Experts fear ivermectin lawsuit could undermine US public health

In 2021, a bizarre treatment for COVID-19, the anti-parasite drug ivermectin, began to emerge on social media. The Food and Drug Administration (FDA) is now facing criticism for its efforts to refute claims that the drugs can prevent the deadly virus.

A group of doctors is now suing the FDA, saying they have been personally harmed by the agency’s efforts to refute claims about the drugs’ effectiveness against COVID. Some experts fear the FDA could face punishment for refuting misinformation about the drug, which could weaken the public health message in the US.

After a questionable study surfaced in 2021, which was later retracted, claiming that ivermectin could cure COVID, many Americans began looking into it. It became especially popular among people in communities who were skeptical of COVID-19 vaccines and other pandemic measures such as masking and social distancing.

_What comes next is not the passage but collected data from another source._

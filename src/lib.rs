pub mod api;
pub mod config;
pub mod db;
pub mod metrics;
pub mod notifications;
pub mod storage;

pub use db::DbPool;

use std::sync::Arc;
use tokio::sync::mpsc;

use crate::api::lockout::LoginLockout;
use crate::config::Config;
use crate::notifications::VisitNotification;
use crate::storage::PdfStorage;

pub struct AppState {
    pub config: Config,
    pub db: DbPool,
    pub storage: PdfStorage,
    pub lockout: Arc<LoginLockout>,
    pub notify_tx: mpsc::Sender<VisitNotification>,
}

impl AppState {
    pub fn new(
        config: Config,
        db: DbPool,
        storage: PdfStorage,
        notify_tx: mpsc::Sender<VisitNotification>,
    ) -> Self {
        let lockout = Arc::new(LoginLockout::new(config.lockout.clone()));
        Self {
            config,
            db,
            storage,
            lockout,
            notify_tx,
        }
    }
}
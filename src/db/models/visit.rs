//! Visit and event models. Both tables are append-only; rows disappear only
//! through the quote cascade.

use serde::{Deserialize, Serialize};
use sqlx::{FromRow, SqlitePool};

/// Event types attached to visits
pub mod events {
    pub const ENTER: &str = "enter";
}

#[derive(Debug, Clone, Serialize, Deserialize, FromRow)]
pub struct Visit {
    pub id: String,
    pub cotizacion_id: String,
    pub visitor_id: String,
    pub ip: Option<String>,
    pub user_agent: Option<String>,
    pub created_at: String,
}

#[derive(Debug, Clone, Serialize, Deserialize, FromRow)]
pub struct Event {
    pub id: String,
    pub visita_id: String,
    pub tipo: String,
    pub created_at: String,
}

/// Record one open of a tracked link: a visit row with a fresh visitor id
/// plus its `enter` event.
pub async fn record_visit(
    db: &SqlitePool,
    cotizacion_id: &str,
    ip: Option<&str>,
    user_agent: Option<&str>,
) -> Result<Visit, sqlx::Error> {
    let id = uuid::Uuid::new_v4().to_string();
    let visitor_id = uuid::Uuid::new_v4().to_string();
    let now = chrono::Utc::now().to_rfc3339();

    sqlx::query(
        "INSERT INTO visitas (id, cotizacion_id, visitor_id, ip, user_agent, created_at)
         VALUES (?, ?, ?, ?, ?, ?)",
    )
    .bind(&id)
    .bind(cotizacion_id)
    .bind(&visitor_id)
    .bind(ip)
    .bind(user_agent)
    .bind(&now)
    .execute(db)
    .await?;

    let event_id = uuid::Uuid::new_v4().to_string();
    sqlx::query("INSERT INTO eventos (id, visita_id, tipo, created_at) VALUES (?, ?, ?, ?)")
        .bind(&event_id)
        .bind(&id)
        .bind(events::ENTER)
        .bind(&now)
        .execute(db)
        .await?;

    Ok(Visit {
        id,
        cotizacion_id: cotizacion_id.to_string(),
        visitor_id,
        ip: ip.map(str::to_string),
        user_agent: user_agent.map(str::to_string),
        created_at: now,
    })
}

/// Quote id of every visit row; input to the in-process metric reductions
pub async fn list_visit_quote_ids(db: &SqlitePool) -> Result<Vec<String>, sqlx::Error> {
    sqlx::query_scalar("SELECT cotizacion_id FROM visitas")
        .fetch_all(db)
        .await
}

pub async fn count_visits_for_quote(db: &SqlitePool, quote_id: &str) -> Result<i64, sqlx::Error> {
    sqlx::query_scalar("SELECT COUNT(*) FROM visitas WHERE cotizacion_id = ?")
        .bind(quote_id)
        .fetch_one(db)
        .await
}

#[cfg(test)]
mod tests {
    use super::*;
    use crate::db::{insert_quote, insert_user, roles};

    #[tokio::test]
    async fn each_open_adds_exactly_one_visit() {
        let db = crate::db::init_memory().await.unwrap();
        let user = insert_user(&db, "Ana", "ana@example.com", "h", roles::EMPLOYEE)
            .await
            .unwrap();
        let quote = insert_quote(&db, "COT-1", "aaaa1111", "aaaa1111.pdf", &user.id)
            .await
            .unwrap();

        // Same client twice still records two visits, no dedup
        for _ in 0..2 {
            record_visit(&db, &quote.id, Some("1.2.3.4"), Some("Mozilla/5.0"))
                .await
                .unwrap();
        }

        assert_eq!(count_visits_for_quote(&db, &quote.id).await.unwrap(), 2);

        let events: i64 = sqlx::query_scalar("SELECT COUNT(*) FROM eventos WHERE tipo = 'enter'")
            .fetch_one(&db)
            .await
            .unwrap();
        assert_eq!(events, 2);
    }

    #[tokio::test]
    async fn visitor_ids_are_fresh_per_visit() {
        let db = crate::db::init_memory().await.unwrap();
        let user = insert_user(&db, "Ana", "ana@example.com", "h", roles::EMPLOYEE)
            .await
            .unwrap();
        let quote = insert_quote(&db, "COT-1", "aaaa1111", "aaaa1111.pdf", &user.id)
            .await
            .unwrap();

        let a = record_visit(&db, &quote.id, None, None).await.unwrap();
        let b = record_visit(&db, &quote.id, None, None).await.unwrap();
        assert_ne!(a.visitor_id, b.visitor_id);
    }

    #[tokio::test]
    async fn visit_requires_existing_quote() {
        let db = crate::db::init_memory().await.unwrap();
        assert!(record_visit(&db, "no-such-quote", None, None).await.is_err());
    }
}
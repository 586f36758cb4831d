//! Best-effort webhook notifications for tracked-link opens.
//!
//! Visits are enqueued on a bounded channel and delivered by a detached
//! worker task, keeping the public tracking response independent of webhook
//! latency. Delivery is single-shot: failures are logged and dropped.

use serde_json::json;
use std::time::Duration;
use tokio::sync::mpsc;

use crate::config::WebhookConfig;

/// Payload describing one tracked-link open
#[derive(Debug, Clone)]
pub struct VisitNotification {
    pub codigo: String,
    pub asesor: String,
    pub timestamp: String,
}

impl VisitNotification {
    pub fn new(codigo: String, asesor: String) -> Self {
        Self {
            codigo,
            asesor,
            timestamp: chrono::Utc::now().to_rfc3339(),
        }
    }
}

/// JSON body posted to the configured webhook
fn build_payload(notification: &VisitNotification) -> serde_json::Value {
    json!({
        "event": "cotizacion.visita",
        "codigo": notification.codigo,
        "asesor": notification.asesor,
        "timestamp": notification.timestamp,
    })
}

/// Spawn the worker that drains the notification queue. With no webhook URL
/// configured the worker still drains, so senders never back up.
pub fn spawn_webhook_worker(
    mut rx: mpsc::Receiver<VisitNotification>,
    config: WebhookConfig,
) -> tokio::task::JoinHandle<()> {
    tokio::spawn(async move {
        let client = reqwest::Client::builder()
            .timeout(Duration::from_secs(config.timeout_seconds))
            .build()
            .expect("reqwest client");

        if config.url.is_some() {
            tracing::info!("Webhook notification worker started");
        }

        while let Some(notification) = rx.recv().await {
            let Some(url) = config.url.as_deref() else {
                tracing::debug!(codigo = %notification.codigo, "No webhook configured, dropping notification");
                continue;
            };

            match send_once(&client, url, &notification).await {
                Ok(status) => {
                    tracing::info!(
                        codigo = %notification.codigo,
                        status = status,
                        "Visit webhook delivered"
                    );
                }
                Err(e) => {
                    // Intentionally swallowed: webhook failures never reach clients
                    tracing::warn!(
                        codigo = %notification.codigo,
                        url = url,
                        error = %e,
                        "Visit webhook delivery failed"
                    );
                }
            }
        }
    })
}

async fn send_once(
    client: &reqwest::Client,
    url: &str,
    notification: &VisitNotification,
) -> anyhow::Result<u16> {
    let response = client
        .post(url)
        .json(&build_payload(notification))
        .send()
        .await?;
    let status = response.status();
    if !status.is_success() {
        anyhow::bail!("webhook endpoint returned {status}");
    }
    Ok(status.as_u16())
}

Ivermectin is an FDA-approved drug, which means doctors are allowed to prescribe it as needed. Although it is intended to treat parasitic diseases, many doctors, hoping to cash in on the ivermectin trend, began prescribing it off-label for Covid. The drug has never been proven effective against COVID, and several studies examining its efficacy have found it ineffective against the virus.

Some anecdotal reports emerged that people were looking for a veterinary version of the drug used for horses or cows to fight the infection.

An infamous tweet from the FDA responding to these stories is now the center of a current lawsuit.

ivermectinSmith Collection/Gado/Getty Images

You are not a horse. You are not a cow. Seriously, all of you. Stop it, FDA wrote On the platform now known as

Three doctors are plaintiffs in the lawsuit, first filed in September. Robert Apter, MD, an Arizona physician; Paul Merrick, MD, a doctor at Eastern Virginia Medical School; and Mary Talley Bowden, MD, a Texas doctor who made national headlines when Houston Methodist Hospital suspended her for allegedly spreading vaccine misinformation.

The FDA decided to target that practice through horse messaging and others like it. The message circulated widely in legacy and online media, they write in their suit. Not mentioned in most messages: Ivermectin also comes in a human version. And while the human version of ivermectin is not FDA-approved to treat coronavirus, some people were using it off-label for that purpose.

The plaintiffs say he prescribed off-label medications to thousands of his patients. He claims that the FDA’s ivermectin message has interfered with his own personal medical practice.

The FDA moved to dismiss the lawsuit, which a district court in Texas granted. However, the Fifth Circuit revived the case after an appeal. This means that the FDA could face punishment for its statements on ivermectin, and the agency’s independence could be reduced when discussing public health topics.

Christopher Robertson, JD, Ph.D. And Tina Watson, a legal expert at Boston University, writes in the New England Journal of Medicine that if the case against the FDA is ultimately won, the agency’s ability to protect the public and support evidence-based medicine could be eroded.

He calls the Fifth Circuit’s decision surprising. The judge in the case writes that the FDA does not have the authority to endorse, condemn, or advise on medical decisions, only the power to inform or announce.

The agency regularly releases consumer-directed information; For example, its website instructs consumers about the proper use of antibiotics and also includes relevant clinical information, the Boston experts write. The opinion suggests that the FDA may need to reevaluate each of these communications as an impractical proposal.

The Fifth Circuit is now suggesting that the FDA cannot put its views into this free marketplace of ideas, even if its speech is truthful and may be helpful to the public, they continue. …Meanwhile, junk science has become rampant on social media and is harming public health.